▶ **Directions**
What lines below include the word "answer"? Copy each one.

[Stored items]

BEGIN

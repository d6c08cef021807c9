//! # Protocol Handler Interface
//!
//! ## Purpose
//!
//! The contract a transport protocol implements to plug into the socket layer, and the
//! registry that picks an implementation by (domain, type, protocol).
//!
//! ## How it works
//!
//! Every `ProtocolHandler` entry point is called with the socket lock released, so a handler
//! may block, sleep or operate on other sockets. A handler never changes the socket's state or
//! reference counts itself; it reports progress through its return values and through the
//! completion callbacks on `Socket` (`set_connected`, `set_disconnected`, `wakeup_read`, ...).
//! The socket may have changed, or gone defunct, by the time a handler call returns; the
//! lifecycle code re-validates it on re-entry.
//!
//! The `Registry` is filled once through `RegistryBuilder` and is read-only afterwards.
//!
//! ## Main components
//!
//! - `ProtocolHandler`: the per-socket handler trait.
//! - `ProtocolFactory`: produces a handler for a new socket.
//! - `Registry`, `RegistryBuilder`: the (domain, type, protocol) switch table.
//! - `Handshake`, `Control`, `SendMeta`, `RecvMeta`, `MsgFlags`: values passed across the seam.

use crate::addr::{Domain, SockAddr, SockKind, SockType};
use crate::buffer::{Payload, Sink, Transfer};
use crate::error::{SockError, SockResult};
use crate::options::SockOpt;
use crate::socket::Socket;
use crate::tclass::TrafficClass;
use bitflags::bitflags;
use std::collections::HashMap;
use std::net::Shutdown;
use std::sync::Arc;

bitflags! {
    /// Per-call message flags.
    #[derive(Debug, Copy, Clone, PartialEq, Eq, Hash, Default)]
    pub struct MsgFlags: u32 {
        /// Do not block for this call only.
        const DONTWAIT = 1 << 0;
        /// Look at incoming data without consuming it.
        const PEEK = 1 << 1;
        /// Keep receiving until the buffer is full.
        const WAITALL = 1 << 2;
        /// Out-of-band data.
        const OOB = 1 << 3;
        /// End of record.
        const EOR = 1 << 4;
        /// Reported on receive: the record was longer than the buffer.
        const TRUNC = 1 << 5;
        /// Reported on receive: control data did not fit.
        const CTRUNC = 1 << 6;
        /// Do not raise SIGPIPE on a broken connection.
        const NOSIGNAL = 1 << 7;
    }
}

/// Result of a handler's `connect`.
#[derive(Debug, Clone, PartialEq, Eq)]
pub enum Handshake {
    /// Connected before returning. Carries the peer address when the handler knows it.
    Complete(Option<SockAddr>),
    /// The handshake continues asynchronously; the handler calls `set_connected` or
    /// `set_disconnected` on the socket when it resolves.
    Pending,
}

/// A request routed to a handler's `control` entry point.
#[derive(Debug)]
pub enum Control<'a> {
    /// A protocol-level socket option.
    Option(&'a mut SockOpt),
    /// An ioctl the socket layer does not handle itself. `arg` is in/out.
    Ioctl { cmd: u64, arg: &'a mut [u8] },
}

/// Per-call send parameters.
#[derive(Debug, Clone, Default)]
pub struct SendMeta {
    pub flags: MsgFlags,
    /// Destination for unconnected sends.
    pub to: Option<SockAddr>,
    /// Ancillary data in wire form.
    pub control: Vec<u8>,
    /// Effective traffic class: the per-message override, or the socket's class.
    pub traffic_class: TrafficClass,
}

/// Per-call receive parameters and results.
#[derive(Debug, Clone, Default)]
pub struct RecvMeta {
    /// Flags requested by the caller.
    pub request: MsgFlags,
    /// Flags reported back by the handler (`TRUNC`, `CTRUNC`, `EOR`, `OOB`).
    pub flags: MsgFlags,
    /// Source address, filled by datagram handlers.
    pub from: Option<SockAddr>,
    /// Ancillary data in wire form, filled by the handler.
    pub control: Vec<u8>,
}

/// Protocol-specific behaviour attached to a socket at creation.
///
/// Errors are reported with the shared `SockError` kinds. `close` is called exactly once, when
/// the socket is destroyed, and no other entry point is called afterwards.
pub trait ProtocolHandler: Send + Sync {
    /// Binds `addr`, returning the address actually bound.
    fn bind(&self, so: &Socket, addr: &SockAddr) -> SockResult<SockAddr>;

    /// Prepares the socket to accept connections.
    fn listen(&self, _so: &Socket, _backlog: u32) -> SockResult<()> {
        Ok(())
    }

    /// Starts a connection to `addr`.
    fn connect(&self, so: &Socket, addr: &SockAddr) -> SockResult<Handshake>;

    /// Called on a child socket when it is handed to an `accept` caller.
    fn accept(&self, _so: &Socket) -> SockResult<()> {
        Ok(())
    }

    /// Protocol-level options and ioctls.
    fn control(&self, _so: &Socket, _request: Control<'_>) -> SockResult<()> {
        Err(SockError::Unsupported)
    }

    /// Sends as much of `payload` as possible right now.
    ///
    /// A handler that cannot take any data returns `WouldBlock` (or `Ok` with 0 bytes); the
    /// socket layer then waits for `wakeup_write` in blocking mode.
    fn send(&self, so: &Socket, payload: &mut Payload<'_>, meta: &SendMeta) -> Transfer;

    /// Receives into `sink`. `Ok` with 0 bytes means end of stream, `WouldBlock` means no data
    /// yet.
    fn receive(&self, so: &Socket, sink: &mut Sink<'_, '_>, meta: &mut RecvMeta) -> Transfer;

    /// Current local address. `Unsupported` lets the socket layer answer from its cache.
    fn local_address(&self, _so: &Socket) -> SockResult<SockAddr> {
        Err(SockError::Unsupported)
    }

    /// Current peer address. `Unsupported` lets the socket layer answer from its cache.
    fn peer_address(&self, _so: &Socket) -> SockResult<SockAddr> {
        Err(SockError::Unsupported)
    }

    /// Disables one or both directions at the protocol level.
    fn shutdown(&self, _so: &Socket, _how: Shutdown) -> SockResult<()> {
        Ok(())
    }

    /// Releases protocol resources. Called exactly once.
    fn close(&self, so: &Socket);

    /// Extra references a connected socket of this protocol holds on itself, added to the
    /// base minimum once the socket is connected.
    fn connected_refs(&self) -> u32 {
        0
    }
}

/// Creates handlers for new sockets.
pub trait ProtocolFactory: Send + Sync {
    fn attach(&self, kind: SockKind) -> SockResult<Arc<dyn ProtocolHandler>>;
}

impl<F> ProtocolFactory for F
where
    F: Fn(SockKind) -> SockResult<Arc<dyn ProtocolHandler>> + Send + Sync,
{
    fn attach(&self, kind: SockKind) -> SockResult<Arc<dyn ProtocolHandler>> {
        self(kind)
    }
}

/// Read-only protocol switch table.
pub struct Registry {
    entries: HashMap<(Domain, SockType, i32), Arc<dyn ProtocolFactory>>,
    defaults: HashMap<(Domain, SockType), i32>,
}

impl Registry {
    pub fn builder() -> RegistryBuilder {
        RegistryBuilder {
            entries: HashMap::new(),
            defaults: HashMap::new(),
        }
    }

    /// Finds the factory for a triple. Protocol 0 selects the default for (domain, type).
    ///
    /// # Returns
    /// The resolved kind (with the concrete protocol number) and its factory, or
    /// `Unsupported` when nothing is registered.
    pub fn lookup(
        &self,
        domain: Domain,
        ty: SockType,
        protocol: i32,
    ) -> SockResult<(SockKind, Arc<dyn ProtocolFactory>)> {
        let protocol = if protocol == 0 {
            *self
                .defaults
                .get(&(domain, ty))
                .ok_or(SockError::Unsupported)?
        } else {
            protocol
        };
        let factory = self
            .entries
            .get(&(domain, ty, protocol))
            .ok_or(SockError::Unsupported)?;
        Ok((SockKind { domain, ty, protocol }, factory.clone()))
    }

    pub fn len(&self) -> usize {
        self.entries.len()
    }

    pub fn is_empty(&self) -> bool {
        self.entries.is_empty()
    }
}

/// Collects registrations before the registry is frozen.
pub struct RegistryBuilder {
    entries: HashMap<(Domain, SockType, i32), Arc<dyn ProtocolFactory>>,
    defaults: HashMap<(Domain, SockType), i32>,
}

impl RegistryBuilder {
    /// Registers `factory` for `(domain, ty, protocol)`. The first protocol registered for a
    /// (domain, type) pair becomes its default. Re-registering a triple replaces the factory.
    pub fn register(
        mut self,
        domain: Domain,
        ty: SockType,
        protocol: i32,
        factory: impl ProtocolFactory + 'static,
    ) -> Self {
        self.defaults.entry((domain, ty)).or_insert(protocol);
        self.entries
            .insert((domain, ty, protocol), Arc::new(factory));
        self
    }

    pub fn build(self) -> Arc<Registry> {
        Arc::new(Registry {
            entries: self.entries,
            defaults: self.defaults,
        })
    }
}
#[test]
fn test_huge_timeouts_wait_without_deadline() {
    let config = KpiConfig {
        timeout: Some(Duration::MAX),
        ..KpiConfig::default()
    };
    let (stack, probe) = stack(Some(config));
    let so = connected(&stack);
    let mut raw = i64::MAX.to_ne_bytes().to_vec();
    raw.extend_from_slice(&0i64.to_ne_bytes());
    so.setsockopt(SOL_SOCKET, SO_RCVTIMEO, &raw).unwrap();

    let mut buf = [0u8; 8];
    assert!(matches!(
        so.receive(&mut [IoSliceMut::new(&mut buf)], MsgFlags::DONTWAIT),
        Err(SockError::WouldBlock)
    ));
    probe.feed(&so, b"late");
    let got = so
        .receive(&mut [IoSliceMut::new(&mut buf)], MsgFlags::empty())
        .unwrap();
    assert_eq!(&buf[..got.bytes], b"late");

    probe.limit(0);
    assert!(matches!(
        so.send(&[IoSlice::new(b"x")], &[], MsgFlags::DONTWAIT),
        Err(SockError::WouldBlock)
    ));
}

#[test]
fn test_blocking_connect_completes_from_other_thread() {
    let (stack, probe) = stack(None);
    probe.pending.store(true, Ordering::SeqCst);
    let so = stack.create(Domain::Inet, SockType::Stream, 0).unwrap();
    let remote = so.clone();
    let completer = thread::spawn(move || {
        while remote.state() != SockState::Connecting {
            thread::sleep(Duration::from_millis(1));
        }
        remote.set_connected(Some(inet(81))).unwrap();
    });
    so.connect(&inet(80), MsgFlags::empty()).unwrap();
    completer.join().unwrap();
    assert_eq!(so.peer_address().unwrap(), inet(81));
}

#[test]
fn test_send_gathers_buffers() {
    let (stack, probe) = stack(None);
    let so = stack.create(Domain::Inet, SockType::Stream, 0).unwrap();
    let bufs = [IoSlice::new(b"hello, "), IoSlice::new(b"world")];
    assert!(matches!(
        so.send(&bufs, &[], MsgFlags::empty()),
        Err(SockError::NotConnected)
    ));
    so.connect(&inet(80), MsgFlags::empty()).unwrap();
    assert_eq!(so.send(&bufs, &[], MsgFlags::empty()).unwrap(), 12);
    assert_eq!(so.send_record(b"!".to_vec(), &[], MsgFlags::empty(), None).unwrap(), 1);
    assert_eq!(probe.sent(), b"hello, world!");
}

END

▶ **Exercise result**
    /// Current local address. `Unsupported` lets the socket layer answer from its cache.
    /// Current peer address. `Unsupported` lets the socket layer answer from its cache.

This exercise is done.